There are 1 best solutions below

5
On BEST ANSWER

No, this is not true in general. Think of the function $g(x,\epsilon) = \epsilon x^3$. For any $\epsilon$, this function has an $\inf$ of $-\infty$. So $m(\epsilon) = -\infty$ (or not defined as this is just infimum and not the minimum). But as $\epsilon$ goes to zero, this function converges to $f(x) = 0$ which has minimum $0$.

For the case where the minimum exists, it is still not true in general. Consider the function $f(x) = 0$. Now assume $h(x)$ is a smooth function which $h(1) = h(-1) = 0$ and $h(0) = 1$ and $h(x)=0$ outside the interval $[-1,1]$. Now lets take a look at the functions $g(x,\epsilon) = -h(x-\frac{1}{\epsilon})$. You can easily see that $\lim_{\epsilon\rightarrow 0} g(x,\epsilon) = f(x)$ for all $x$. But $m(\epsilon) = -1$ and does not converge to $\min_x f(x) = 0$.
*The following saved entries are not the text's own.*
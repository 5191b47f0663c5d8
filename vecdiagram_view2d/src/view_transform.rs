// Copyright 2025 the Vecdiagram Authors
// SPDX-License-Identifier: Apache-2.0 OR MIT

use kurbo::{Affine, Point, Rect, Size, Vec2};

use crate::modes::OriginClamp;

/// Smallest pinch scale factor accepted by [`ViewTransform::zoom_by`].
pub const MIN_ZOOM_FACTOR: f64 = 0.01;

/// Default lower scale bound.
pub const DEFAULT_MIN_SCALE: f64 = 0.3;

/// Default upper scale bound.
pub const DEFAULT_MAX_SCALE: f64 = 3.0;

/// Pan + uniform scale camera for a diagram surface.
///
/// The mapping is translate-then-scale:
///
/// ```text
/// screen = (logical + origin) * scale
/// ```
///
/// `origin` is the pan offset and `scale` is always kept inside
/// `[min_scale, max_scale]`.
#[derive(Clone, Debug)]
pub struct ViewTransform {
    viewport: Size,
    origin: Vec2,
    scale: f64,
    min_scale: f64,
    max_scale: f64,
    origin_clamp: OriginClamp,
    logical_to_screen: Affine,
    screen_to_logical: Affine,
}

impl ViewTransform {
    /// Creates a transform for a viewport of the given size.
    ///
    /// - Initial scale is `1.0`.
    /// - Initial origin is zero.
    /// - Scale is clamped to `[DEFAULT_MIN_SCALE, DEFAULT_MAX_SCALE]`.
    #[must_use]
    pub fn new(viewport: Size) -> Self {
        let mut vt = Self {
            viewport,
            origin: Vec2::ZERO,
            scale: 1.0,
            min_scale: DEFAULT_MIN_SCALE,
            max_scale: DEFAULT_MAX_SCALE,
            origin_clamp: OriginClamp::default(),
            logical_to_screen: Affine::IDENTITY,
            screen_to_logical: Affine::IDENTITY,
        };
        vt.rebuild_transforms();
        vt
    }

    /// Returns the viewport size in screen units.
    #[must_use]
    pub fn viewport(&self) -> Size {
        self.viewport
    }

    /// Sets the viewport size, for example after a host layout pass.
    ///
    /// Scale and origin are kept; the origin is re-clamped if
    /// [`OriginClamp::Viewport`] is active.
    pub fn set_viewport(&mut self, viewport: Size) {
        if self.viewport == viewport {
            return;
        }
        self.viewport = viewport;
        self.clamp_origin();
        self.rebuild_transforms();
    }

    /// Returns the current pan offset.
    #[must_use]
    pub fn origin(&self) -> Vec2 {
        self.origin
    }

    /// Replaces the pan offset, applying the origin clamp.
    pub fn set_origin(&mut self, origin: Vec2) {
        if !origin.is_finite() {
            return;
        }
        self.origin = origin;
        self.clamp_origin();
        self.rebuild_transforms();
    }

    /// Returns the current scale factor.
    #[must_use]
    pub fn scale(&self) -> f64 {
        self.scale
    }

    /// Sets the scale factor, clamping it into the configured bounds.
    ///
    /// The origin is left untouched, so the diagram scales about the screen
    /// origin. Use [`ViewTransform::zoom_by`] to scale about a focal point.
    pub fn set_scale(&mut self, scale: f64) {
        if !scale.is_finite() {
            return;
        }
        self.scale = scale.clamp(self.min_scale, self.max_scale);
        self.rebuild_transforms();
    }

    /// Returns the lower scale bound.
    #[must_use]
    pub fn min_scale(&self) -> f64 {
        self.min_scale
    }

    /// Returns the upper scale bound.
    #[must_use]
    pub fn max_scale(&self) -> f64 {
        self.max_scale
    }

    /// Replaces both scale bounds.
    ///
    /// The pair is normalized so that `min <= max`, and the lower bound is
    /// kept strictly positive. The current scale is re-clamped right away.
    pub fn set_scale_bounds(&mut self, min: f64, max: f64) {
        if !min.is_finite() || !max.is_finite() {
            return;
        }
        let (min, max) = if min <= max { (min, max) } else { (max, min) };
        self.min_scale = min.max(f64::MIN_POSITIVE);
        self.max_scale = max.max(self.min_scale);
        self.set_scale(self.scale);
    }

    /// Replaces only the lower scale bound.
    pub fn set_min_scale(&mut self, min: f64) {
        self.set_scale_bounds(min, self.max_scale.max(min));
    }

    /// Replaces only the upper scale bound.
    pub fn set_max_scale(&mut self, max: f64) {
        self.set_scale_bounds(self.min_scale.min(max), max);
    }

    /// Sets the origin clamp mode.
    pub fn set_origin_clamp(&mut self, mode: OriginClamp) {
        if self.origin_clamp != mode {
            self.origin_clamp = mode;
            self.clamp_origin();
            self.rebuild_transforms();
        }
    }

    /// Returns the origin clamp mode.
    #[must_use]
    pub fn origin_clamp(&self) -> OriginClamp {
        self.origin_clamp
    }

    /// Pans by a scroll distance in screen units.
    ///
    /// `delta` follows the platform scroll convention (previous pointer
    /// position minus current), and the rule is always
    /// `origin -= delta / scale`, so a fixed screen drag moves the content by
    /// the same number of screen pixels at every scale.
    pub fn pan(&mut self, delta: Vec2) {
        if delta == Vec2::ZERO || !delta.is_finite() {
            return;
        }
        self.origin -= delta / self.scale;
        self.clamp_origin();
        self.rebuild_transforms();
    }

    /// Multiplies the scale by `factor` while keeping the screen point
    /// `focal` stationary.
    ///
    /// Returns `false` and leaves the transform untouched when `factor` is
    /// below [`MIN_ZOOM_FACTOR`] or not finite.
    pub fn zoom_by(&mut self, factor: f64, focal: Point) -> bool {
        if !factor.is_finite() || factor < MIN_ZOOM_FACTOR || !focal.is_finite() {
            return false;
        }
        let old_scale = self.scale;
        let new_scale = (old_scale * factor).clamp(self.min_scale, self.max_scale);

        // Move the focal point to the local origin, rescale, and move it back.
        let focal = focal.to_vec2();
        self.origin -= focal / old_scale;
        self.scale = new_scale;
        self.origin += focal / new_scale;

        self.clamp_origin();
        self.rebuild_transforms();
        true
    }

    /// Converts a logical diagram point into screen coordinates.
    #[must_use]
    pub fn to_screen(&self, logical: Point) -> Point {
        self.logical_to_screen * logical
    }

    /// Converts a screen point into logical diagram coordinates.
    #[must_use]
    pub fn to_logical(&self, screen: Point) -> Point {
        self.screen_to_logical * screen
    }

    /// Returns the logical-space rectangle currently covered by the viewport.
    #[must_use]
    pub fn visible_logical_rect(&self) -> Rect {
        let p0 = self.to_logical(Point::ORIGIN);
        let p1 = self.to_logical(Point::new(self.viewport.width, self.viewport.height));
        Rect::from_points(p0, p1)
    }

    /// Returns the logical → screen affine.
    #[must_use]
    pub fn transform(&self) -> Affine {
        self.logical_to_screen
    }

    /// Snapshot of the current state for debugging and inspection.
    #[must_use]
    pub fn debug_info(&self) -> ViewTransformDebugInfo {
        ViewTransformDebugInfo {
            viewport: self.viewport,
            origin: self.origin,
            scale: self.scale,
            min_scale: self.min_scale,
            max_scale: self.max_scale,
            origin_clamp: self.origin_clamp,
            visible_logical_rect: self.visible_logical_rect(),
        }
    }

    fn rebuild_transforms(&mut self) {
        // Logical → screen: translate by origin, then scale.
        self.logical_to_screen = Affine::scale(self.scale) * Affine::translate(self.origin);
        self.screen_to_logical = self.logical_to_screen.inverse();
    }

    fn clamp_origin(&mut self) {
        if self.origin_clamp == OriginClamp::Free {
            return;
        }
        let w = self.viewport.width.max(0.0);
        let h = self.viewport.height.max(0.0);
        self.origin = Vec2::new(self.origin.x.clamp(0.0, w), self.origin.y.clamp(0.0, h));
    }
}

impl Default for ViewTransform {
    fn default() -> Self {
        Self::new(Size::ZERO)
    }
}

/// Debug snapshot of a [`ViewTransform`].
#[derive(Clone, Copy, Debug)]
pub struct ViewTransformDebugInfo {
    /// Viewport size in screen units.
    pub viewport: Size,
    /// Current pan offset.
    pub origin: Vec2,
    /// Current scale factor.
    pub scale: f64,
    /// Lower scale bound.
    pub min_scale: f64,
    /// Upper scale bound.
    pub max_scale: f64,
    /// Origin clamp mode.
    pub origin_clamp: OriginClamp,
    /// Logical rectangle currently covered by the viewport.
    pub visible_logical_rect: Rect,
}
One condition under which this would be true is when the functions $g(x,\epsilon)$ are greater than or equal to $f(x)$ for all $x$ and $\epsilon$. In that case, let's assume that $\min_x f(x) = f(x_0) = m$. Then it is obvious that $m(\epsilon)=\min_x g(x,\epsilon) \geq m$. On the other hand $m(\epsilon)\leq g(x_0,\epsilon)$. Now let's rewrite these inequalitites and take the limit $m \leq\lim_{\epsilon\rightarrow 0}m(\epsilon)\leq \lim_{\epsilon\rightarrow 0}g(x_0,\epsilon) = f(x_0)=m$. As you can see the limit of $m(\epsilon)$ is sandwiched and is equal to $m$.

Another case in which the argument will be true is if the convergence of the family of functions is uniform over the space of $x$.